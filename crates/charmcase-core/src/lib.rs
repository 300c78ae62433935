//! # charmcase-core
//!
//! Shared library for the charmcase customizer containing the catalog
//! entities, the charm placement model, and the pointer gesture recognizer.
//!
//! This crate has zero dependencies on async runtimes, file systems, or UI
//! frameworks.  Everything here is plain data and synchronous operations so
//! it can be driven from any presentation layer and tested in isolation.
//!
//! # Architecture overview (for beginners)
//!
//! A user customizes a phone case by picking a phone model and color, then
//! dragging decorative charms onto the case preview.  Each dropped charm can
//! be moved, rotated, or dragged onto a trash zone to delete it, and the
//! order total updates as charms come and go.
//!
//! The crate is organised as a single `domain` module with four parts:
//!
//! - **`catalog`** – Immutable catalog entries (charms, phone models, colors)
//!   and the fixed-point [`Price`] type used for all money arithmetic.
//!
//! - **`geometry`** – Points and rectangles in preview pixel space, plus the
//!   conversion to and from normalized (percentage) coordinates.
//!
//! - **`placement`** – The [`PlacementModel`]: the ordered set of charms placed
//!   on the case and the operations that mutate it.
//!
//! - **`gesture`** – The [`GestureRecognizer`]: turns pointer down/move/up
//!   sequences into move, rotate, or remove commits against the model.

pub mod domain;

// Re-export the most-used types at the crate root so callers can write
// `charmcase_core::PlacementModel` instead of the full module path.
pub use domain::catalog::{Charm, CharmId, PhoneColor, PhoneModel, Price, PriceError};
pub use domain::geometry::{NormalizedPosition, Point, Rect};
pub use domain::gesture::{
    GestureCommit, GestureError, GestureKind, GesturePreview, GestureRecognizer, Modifiers,
    PointerId, RotateModifier,
};
pub use domain::placement::{
    PlacedCharm, PlacementBounds, PlacementError, PlacementId, PlacementModel,
};
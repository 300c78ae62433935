//! charmcase-studio library entry point.
//!
//! Re-exports all public modules so that integration tests in `tests/`
//! and the binary entry point in `main.rs` share the same module tree.

pub mod application;
pub mod infrastructure;
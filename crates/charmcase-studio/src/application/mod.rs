//! Application layer use cases for the customizer.
//!
//! # What is the "application" layer? (for beginners)
//!
//! In Clean Architecture the *application* layer sits between the domain
//! (pure business rules in `charmcase-core`) and the infrastructure
//! (catalog sources, config files, the command bridge).
//!
//! Use cases in this layer:
//!
//! - **Orchestrate** domain objects to fulfil a user goal (e.g., "drop the
//!   Star Charm on the case, then drag it onto the trash").
//! - **Contain no file system access and no I/O**.  Catalog data arrives
//!   already fetched, as shared `Arc` entries.
//!
//! # Sub-modules
//!
//! - **`customize_case`** – One editing session: the selected phone and
//!   color, the placement model, live pointer gestures, and the order total.
//!
//! - **`price_format`** – Renders prices for display according to the
//!   configured currency symbol and decimal separator.

pub mod customize_case;
pub mod price_format;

- - - - - - -

Between the first line of the entries above and the line with "systems, or UI", both included, copy every line exactly and nothing outside that range.

filename crates/charmcase-core/src/lib.rs
repository 300c78ae62433935
//! # charmcase-core
//!
//! Shared library for the charmcase customizer containing the catalog
//! entities, the charm placement model, and the pointer gesture recognizer.
//!
//! This crate has zero dependencies on async runtimes, file systems, or UI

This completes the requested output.